We are getting worried about how awful his legs look, with all the big areas of bandages (largest size possible). They have bled through the dressings and onto the sheets at night.
If the doctor tells him not to stop the Eliquis, is there something he can take to counteract the excessive bleeding and bruising when he injures himself?
He tries to be careful about where he walks inside and out, but, at 88, his balance is not the best.
Anticoagulants — medications that reduce the tendency of the blood to clot — have benefits and risks. The major benefit is a reduction in stroke risk. How much of a benefit depends on a person’s exact issues, but for most people at age 88, the risk of stroke is generally high enough that the benefits outweigh the risk of side-effects.
The major risk of anticoagulation is excess bleeding. Bleeding can be characterized as minor (like your husband’s) or major, requiring hospitalization or transfusion. Major bleeding is a serious consideration of stopping therapy, but most experts try to manage minor bleeding.
The first thing is to prevent the injuries. I think of this as practical, around-the-house management.
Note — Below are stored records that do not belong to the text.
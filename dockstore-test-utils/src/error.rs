use std::{path::PathBuf, time::Duration};

use thiserror::Error;

#[derive(Error, Debug)]
pub enum TestError {
    #[error(transparent)]
    DbErr(#[from] sea_orm::DbErr),
    #[error(transparent)]
    IoError(#[from] std::io::Error),
    #[error(transparent)]
    JsonError(#[from] serde_json::Error),
    #[error(transparent)]
    ReqwestError(#[from] reqwest::Error),
    /// A fixture migration failed; the database is left partially seeded.
    #[error("Fixture migration {version:?} failed: {source}")]
    MigrationFailed {
        version: String,
        #[source]
        source: sea_orm::DbErr,
    },
    /// Database connections were still checked out after the leak check window.
    #[error("{active} database connection(s) still active after {attempts} checks")]
    ConnectionLeak { active: u32, attempts: u32 },
    #[error("Condition not met after {attempts} attempts, {interval:?} apart: {description}")]
    PollTimeout {
        description: String,
        attempts: u32,
        interval: Duration,
    },
    /// No cached access token exists for the refresh token.
    #[error("No cached token at {0}")]
    TokenCacheMiss(PathBuf),
}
Is the lighting adequate for him to see the corners and furniture? Can things be moved to avoid bumping? Can sharp or hard edges be covered with protection? Could he wear some clothing that offers a bit more padding? Would some time with a physical or occupational therapist help his balance and strength? A careful physical and ophthalmologic exam might be appropriate.
It’s expected that bleeding might take a little longer to stop, but it sounds like a conversation with his doctor about the dose or frequency of the Eliquis might be necessary. There is a big risk in stopping Eliquis (I’ve seen too many preventable strokes), so try hard to manage these bleeding issues without stopping the medicine.
Dear Dr. Roach: I saw a commercial saying that all adults should get a whooping-cough vaccination if they will be in contact with infants less than 12 months old. My husband, who is 60, wondered if he would need it, as he had whooping cough as a child.
The immunity from whooping cough, whether natural infection or vaccine, is not lifelong. The current recommendation from the U.S. Centers for Disease Control and Prevention’s advisory committee on immunization practices is to get a one-time booster with the DTaP vaccine up until age 65.
This will protect both your husband and any infants he might be in contact with while infected, as the symptoms of whooping cough (pertussis) in adults are usually indistinguishable from a cold at the beginning of an infection when the person is most contagious. Pregnant women should get a booster with every pregnancy.
Some countries vaccinate people every 10 years, and the safety data in people over 65 appears to be reassuring, so it is possible the vaccine recommendations will change, even as the search continues for an even more effective and safer vaccine.